«Институт российского муфтията мало осмысляется мусульманами с богословских позиций, с точки зрения его содержательной сути» «Институт российского муфтията мало осмысляется мусульманами с богословских позиций, с точки зрения его содержательной сути» Фото: Медведев Михаил/Фотохроника ТАСС

ПОЯВЛЕНИЕ ТАКОЙ СТРУКТУРЫ СТАЛО ЗАКОНОМЕРНЫМ ЭТАПОМ НЕ ТОЛЬКО В ФОРМИРОВАНИИ ТАТАРСТАНСКОЙ ГОСУДАРСТВЕННОСТИ

Наша республика в этом году празднует 100-летие ТАССР, однако на самом деле современная татарстанская государственность начала формироваться несколько раньше — фактически сразу же после революции. Уже в 1917 году прошло два всероссийских мусульманских съезда, на которых татарами был поставлен вопрос о создании собственного государства в составе России.
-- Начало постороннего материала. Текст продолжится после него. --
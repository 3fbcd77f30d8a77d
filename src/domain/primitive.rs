// SPDX-License-Identifier: MIT OR Apache-2.0

//! The closed set of primitive types a schema key can declare.

use crate::domain::errors::{EnvError, Result};
use serde::{Deserialize, Serialize};
use std::fmt;
use std::str::FromStr;

/// The type tag attached to each schema key.
///
/// Only three scalar types are supported. The tag drives coercion of the raw
/// environment string and carries no data itself.
///
/// # Examples
///
/// ```
/// use envschema::domain::PrimitiveType;
///
/// let ty: PrimitiveType = "number".parse().unwrap();
/// assert_eq!(ty, PrimitiveType::Number);
/// assert_eq!(ty.to_string(), "number");
/// ```
#[derive(Clone, Copy, Debug, PartialEq, Eq, Hash, Serialize, Deserialize)]
#[serde(rename_all = "lowercase")]
pub enum PrimitiveType {
    /// Any string; never fails coercion.
    String,
    /// A decimal numeric literal, stored as `f64`.
    Number,
    /// Exactly `true` or `false`.
    Boolean,
}

impl PrimitiveType {
    /// Returns the lowercase name used in schemas and error messages.
    pub fn as_str(&self) -> &'static str {
        match self {
            PrimitiveType::String => "string",
            PrimitiveType::Number => "number",
            PrimitiveType::Boolean => "boolean",
        }
    }
}

impl FromStr for PrimitiveType {
    type Err = EnvError;

    fn from_str(s: &str) -> Result<Self> {
        match s {
            "string" => Ok(PrimitiveType::String),
            "number" => Ok(PrimitiveType::Number),
            "boolean" => Ok(PrimitiveType::Boolean),
            _ => Err(EnvError::UnknownType {
                name: s.to_string(),
            }),
        }
    }
}

impl fmt::Display for PrimitiveType {
    fn fmt(&self, f: &mut fmt::Formatter<'_>) -> fmt::Result {
        write!(f, "{}", self.as_str())
    }
}
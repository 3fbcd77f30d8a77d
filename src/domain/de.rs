// SPDX-License-Identifier: MIT OR Apache-2.0

//! Serde plumbing that lets a resolved configuration populate a caller's struct.
//!
//! Integral numbers are offered to visitors as integers so fields such as `u16`
//! or `i64` accept them; fractional numbers are offered as `f64`. String values
//! can also populate unit-variant enums.

use crate::domain::env_value::{is_integral, EnvValue};
use serde::de::value::{Error, StringDeserializer};
use serde::de::{self, IntoDeserializer, Visitor};
use serde::forward_to_deserialize_any;

/// A `serde::Deserializer` over a single [`EnvValue`].
#[derive(Debug)]
pub struct EnvValueDeserializer {
    value: EnvValue,
}

impl<'de> IntoDeserializer<'de, Error> for EnvValue {
    type Deserializer = EnvValueDeserializer;

    fn into_deserializer(self) -> Self::Deserializer {
        EnvValueDeserializer { value: self }
    }
}

impl<'de> de::Deserializer<'de> for EnvValueDeserializer {
    type Error = Error;

    fn deserialize_any<V>(self, visitor: V) -> Result<V::Value, Self::Error>
    where
        V: Visitor<'de>,
    {
        match self.value {
            EnvValue::String(s) => visitor.visit_string(s),
            EnvValue::Boolean(b) => visitor.visit_bool(b),
            EnvValue::Number(n) if is_integral(n) && n >= 0.0 => visitor.visit_u64(n as u64),
            EnvValue::Number(n) if is_integral(n) => visitor.visit_i64(n as i64),
            EnvValue::Number(n) => visitor.visit_f64(n),
        }
    }

    fn deserialize_option<V>(self, visitor: V) -> Result<V::Value, Self::Error>
    where
        V: Visitor<'de>,
    {
        visitor.visit_some(self)
    }

    fn deserialize_newtype_struct<V>(
        self,
        _name: &'static str,
        visitor: V,
    ) -> Result<V::Value, Self::Error>
    where
        V: Visitor<'de>,
    {
        visitor.visit_newtype_struct(self)
    }

    fn deserialize_enum<V>(
        self,
        name: &'static str,
        variants: &'static [&'static str],
        visitor: V,
    ) -> Result<V::Value, Self::Error>
    where
        V: Visitor<'de>,
    {
        match self.value {
            EnvValue::String(s) => {
                let inner: StringDeserializer<Error> = s.into_deserializer();
                de::Deserializer::deserialize_enum(inner, name, variants, visitor)
            }
            other => de::Deserializer::deserialize_any(other.into_deserializer(), visitor),
        }
    }

    forward_to_deserialize_any! {
        bool i8 i16 i32 i64 i128 u8 u16 u32 u64 u128 f32 f64 char str string
        bytes byte_buf unit unit_struct seq tuple tuple_struct map struct
        identifier ignored_any
    }
}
В результате их политической активности было сформировано Вакытлы милли идарэ — Временное национальное правительство, состоящее из трех министерств. При этом одно из министерств этого «временного» правительства сохранилось до сих пор и известно как Диния назараты, то есть министерство по делам религии (читай: ислама).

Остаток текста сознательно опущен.